◆ WHAT THE EXERCISE ASKS ◆
Look through the records and copy each line that has "fail" in it.

(Records from a collection)
------------------------------------------------------------
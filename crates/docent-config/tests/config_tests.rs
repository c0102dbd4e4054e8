// SPDX-FileCopyrightText: 2026 Docent Contributors
// SPDX-License-Identifier: MIT OR Apache-2.0

//! Integration tests for the Docent configuration system.

use docent_config::diagnostic::{ConfigError, suggest_key};
use docent_config::model::DocentConfig;
use docent_config::{load_and_validate_path, load_and_validate_str, load_config_from_str};

/// Valid TOML with all known fields deserializes successfully.
#[test]
fn valid_toml_deserializes_into_docent_config() {
    let toml = r#"
[server]
host = "127.0.0.1"
port = 9000
log_level = "debug"
max_upload_bytes = 1048576

[gemini]
api_key = "AIza-test"
chat_model = "gemini-2.5-flash"
embedding_model = "models/embedding-001"
base_url = "http://localhost:8080/v1beta"
timeout_secs = 30
max_retries = 2
max_output_tokens = 512

[storage]
pdf_folder = "/srv/pdfs"
persist_dir = "/srv/index"

[ingest]
chunk_size = 800
chunk_overlap = 150
embed_batch_size = 50

[retrieval]
faq_k = 4
summarize_k = 3
"#;

    let config = load_config_from_str(toml).expect("valid TOML should deserialize");
    assert_eq!(config.server.host, "127.0.0.1");
    assert_eq!(config.server.port, 9000);
    assert_eq!(config.server.log_level, "debug");
    assert_eq!(config.server.max_upload_bytes, 1_048_576);
    assert_eq!(config.gemini.api_key.as_deref(), Some("AIza-test"));
    assert_eq!(config.gemini.chat_model, "gemini-2.5-flash");
    assert_eq!(config.gemini.embedding_model, "models/embedding-001");
    assert_eq!(config.gemini.base_url, "http://localhost:8080/v1beta");
    assert_eq!(config.gemini.timeout_secs, 30);
    assert_eq!(config.gemini.max_retries, 2);
    assert_eq!(config.gemini.max_output_tokens, 512);
    assert_eq!(config.storage.pdf_folder, "/srv/pdfs");
    assert_eq!(config.storage.persist_dir, "/srv/index");
    assert_eq!(config.ingest.chunk_size, 800);
    assert_eq!(config.ingest.chunk_overlap, 150);
    assert_eq!(config.ingest.embed_batch_size, 50);
    assert_eq!(config.retrieval.faq_k, 4);
    assert_eq!(config.retrieval.summarize_k, 3);
}

/// Unknown field in a section produces an UnknownField error.
#[test]
fn unknown_field_in_ingest_produces_error() {
    let toml = r#"
[ingest]
chunk_sise = 400
"#;

    let err = load_config_from_str(toml).expect_err("unknown field should be rejected");
    let err_str = format!("{err}");
    assert!(
        err_str.contains("chunk_sise"),
        "error should mention the unknown key, got: {err_str}"
    );
}

/// Unexpected top-level section is rejected by deny_unknown_fields.
#[test]
fn deny_unknown_fields_at_top_level() {
    let toml = r#"
[logging]
level = "debug"
"#;

    let err = load_config_from_str(toml).expect_err("unknown top-level section should be rejected");
    let err_str = format!("{err}");
    assert!(
        err_str.contains("unknown field") || err_str.contains("logging"),
        "error should mention unknown field, got: {err_str}"
    );
}

/// Serialized defaults provide sensible values for all fields.
#[test]
fn serialized_defaults_are_sensible() {
    let config = DocentConfig::default();

    assert_eq!(config.server.host, "0.0.0.0");
    assert_eq!(config.server.port, 8000);
    assert_eq!(config.server.log_level, "info");
    assert!(config.gemini.api_key.is_none());
    assert_eq!(config.gemini.chat_model, "gemini-2.0-flash");
    assert_eq!(config.gemini.embedding_model, "gemini-embedding-001");
    assert_eq!(config.storage.pdf_folder, "pdf_data");
    assert_eq!(config.storage.persist_dir, "vector_store");
}

/// Missing config files are silently skipped (Figment's Toml::file() behavior).
#[test]
fn missing_config_files_silently_skipped() {
    use figment::{
        Figment,
        providers::{Format, Serialized, Toml},
    };

    let config: DocentConfig = Figment::new()
        .merge(Serialized::defaults(DocentConfig::default()))
        .merge(Toml::file("/nonexistent/path/docent.toml"))
        .extract()
        .expect("missing file should be silently skipped");

    assert_eq!(config.ingest.chunk_size, 500);
}

/// Dotted overrides land on the right nested key.
#[test]
fn dotted_override_sets_nested_key() {
    use figment::{Figment, providers::Serialized};

    let config: DocentConfig = Figment::new()
        .merge(Serialized::defaults(DocentConfig::default()))
        .merge(("retrieval.summarize_k", 9))
        .extract()
        .expect("should set summarize_k via dot notation");

    assert_eq!(config.retrieval.summarize_k, 9);
    assert_eq!(config.retrieval.faq_k, 5);
}

#[test]
fn diagnostic_chunk_sise_suggests_chunk_size() {
    let valid_keys = &["chunk_size", "chunk_overlap", "embed_batch_size"];
    let suggestion = suggest_key("chunk_sise", valid_keys);
    assert_eq!(suggestion, Some("chunk_size".to_string()));
}

/// Error output from load_and_validate_str includes the unknown key, a
/// suggestion, and the valid keys for the section.
#[test]
fn diagnostic_error_includes_unknown_key_and_suggestion() {
    let toml = r#"
[retrieval]
fak_k = 3
"#;

    let errors = load_and_validate_str(toml).expect_err("should produce errors");
    let found = errors.iter().any(|e| {
        matches!(e, ConfigError::UnknownKey { key, suggestion, valid_keys, .. } if {
            key == "fak_k"
                && suggestion.as_deref() == Some("faq_k")
                && valid_keys.contains("summarize_k")
        })
    });
    assert!(found, "expected UnknownKey for 'fak_k', got: {errors:?}");
}

/// Unknown keys are reported even when no source file is involved.
#[test]
fn diagnostic_unknown_key_in_inline_source() {
    let toml = "[storage]\npdf_folderr = \"x\"\n";
    let errors = load_and_validate_str(toml).expect_err("should produce errors");
    let has_key = errors
        .iter()
        .any(|e| matches!(e, ConfigError::UnknownKey { key, .. } if key == "pdf_folderr"));
    assert!(has_key, "got: {errors:?}");
}

/// A misspelled table name is reported as a section, with the sections
/// Docent reads listed in the help.
#[test]
fn diagnostic_unknown_section_lists_docent_sections() {
    use miette::Diagnostic;

    let toml = "[retreival]\nfaq_k = 3\n";
    let errors = load_and_validate_str(toml).expect_err("unknown section should fail");
    let error = errors
        .iter()
        .find(|e| matches!(e, ConfigError::UnknownSection { .. }))
        .unwrap_or_else(|| panic!("expected UnknownSection, got: {errors:?}"));

    match error {
        ConfigError::UnknownSection {
            section,
            suggestion,
            span,
            ..
        } => {
            assert_eq!(section, "retreival");
            assert_eq!(suggestion.as_deref(), Some("retrieval"));
            let span = span.as_ref().expect("span into the inline source");
            assert_eq!(span.offset(), 0);
            assert_eq!(span.len(), "[retreival]".len());
        }
        _ => unreachable!(),
    }
    let help = error.help().expect("help").to_string();
    for section in ["[server]", "[gemini]", "[storage]", "[ingest]", "[retrieval]"] {
        assert!(help.contains(section), "help should list {section}: {help}");
    }
}

/// Unknown keys name their section and point at the key.
#[test]
fn diagnostic_unknown_key_names_section_and_span() {
    let toml = "[server]\nport = 8000\n\n[ingest]\nchunk_sise = 10\n";
    let errors = load_and_validate_str(toml).expect_err("should fail");
    let found = errors.iter().any(|e| match e {
        ConfigError::UnknownKey {
            key, section, span: Some(span), ..
        } => {
            key == "chunk_sise"
                && section == "ingest"
                && &toml[span.offset()..span.offset() + span.len()] == "chunk_sise"
        }
        _ => false,
    });
    assert!(found, "got: {errors:?}");
}

/// A wrongly typed value is reported with its dotted key and a span over
/// the value itself.
#[test]
fn diagnostic_invalid_type_points_at_value() {
    let toml = "[server]\nhost = \"0.0.0.0\"\nport = \"eighty\"\n";
    let errors = load_and_validate_str(toml).expect_err("should reject invalid type");
    let found = errors.iter().any(|e| match e {
        ConfigError::InvalidType {
            key, span: Some(span), ..
        } => {
            key == "server.port"
                && &toml[span.offset()..span.offset() + span.len()] == "\"eighty\""
        }
        _ => false,
    });
    assert!(found, "got: {errors:?}");
}

/// Invalid type (string where number expected) produces clear message.
#[test]
fn diagnostic_invalid_type_message() {
    let toml = r#"
[server]
port = "eighty"
"#;

    let err = load_config_from_str(toml).expect_err("should reject invalid type");
    let err_str = format!("{err}");
    assert!(
        err_str.contains("invalid type") || err_str.contains("port"),
        "error should mention type mismatch, got: {err_str}"
    );
}

/// ConfigError implements miette::Diagnostic with a code and help.
#[test]
fn config_error_implements_diagnostic() {
    use miette::Diagnostic;

    let error = ConfigError::UnknownKey {
        key: "fak_k".to_string(),
        section: "retrieval".to_string(),
        suggestion: Some("faq_k".to_string()),
        valid_keys: "faq_k, summarize_k".to_string(),
        span: None,
        src: None,
    };

    let code = error.code().expect("should have diagnostic code").to_string();
    assert_eq!(code, "docent::config::unknown_key");

    let help = error.help().expect("should have help text").to_string();
    assert!(
        help.contains("did you mean `faq_k`"),
        "help should contain suggestion, got: {help}"
    );
}

/// ConfigError can be rendered using miette's graphical handler.
#[test]
fn config_error_renders_with_miette() {
    use miette::GraphicalReportHandler;

    let error = ConfigError::Validation {
        message: "ingest.chunk_overlap (600) must be less than ingest.chunk_size (500)".into(),
    };

    let handler = GraphicalReportHandler::new();
    let mut buf = String::new();
    handler
        .render_report(&mut buf, &error)
        .expect("should render without error");
    assert!(buf.contains("chunk_overlap"));
}

#[test]
fn load_and_validate_valid_toml() {
    let toml = r#"
[ingest]
chunk_size = 1000
chunk_overlap = 200
"#;

    let config = load_and_validate_str(toml).expect("valid TOML should validate");
    assert_eq!(config.ingest.chunk_size, 1000);
}

/// Overlap not smaller than size is caught after deserialization.
#[test]
fn validation_catches_overlap_not_below_size() {
    let toml = r#"
[ingest]
chunk_size = 100
chunk_overlap = 200
"#;

    let errors = load_and_validate_str(toml).expect_err("overlap >= size should fail");
    assert!(errors.iter().any(|e| {
        matches!(e, ConfigError::Validation { message } if message.contains("chunk_overlap"))
    }));
}

#[test]
fn load_and_validate_path_reads_file() {
    let dir = tempfile::tempdir().expect("tempdir");
    let path = dir.path().join("custom.toml");
    std::fs::write(&path, "[storage]\npersist_dir = \"/data/index\"\n").expect("write");

    let config = load_and_validate_path(&path).expect("file should validate");
    assert_eq!(config.storage.persist_dir, "/data/index");
}

#[test]
fn load_and_validate_path_missing_file_is_error() {
    let errors = load_and_validate_path(std::path::Path::new("/nonexistent/docent.toml"))
        .expect_err("missing explicit config should fail");
    assert!(matches!(&errors[0], ConfigError::Other(msg) if msg.contains("does not exist")));
}

#[test]
fn load_and_validate_path_reports_unknown_key() {
    let dir = tempfile::tempdir().expect("tempdir");
    let path = dir.path().join("docent.toml");
    std::fs::write(&path, "[ingest]\nchunk_sise = 10\n").expect("write");

    let errors = load_and_validate_path(&path).expect_err("unknown key should fail");
    assert!(errors.iter().any(|e| matches!(
        e,
        ConfigError::UnknownKey { key, suggestion, .. }
            if key == "chunk_sise" && suggestion.as_deref() == Some("chunk_size")
    )));
}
------------------------------------------------------------
◆ OUTPUT BELOW ◆
    let errors = load_and_validate_str(toml).expect_err("unknown section should fail");
    let errors = load_and_validate_str(toml).expect_err("should fail");
    let errors = load_and_validate_str(toml).expect_err("overlap >= size should fail");
        .expect_err("missing explicit config should fail");
    let errors = load_and_validate_path(&path).expect_err("unknown key should fail");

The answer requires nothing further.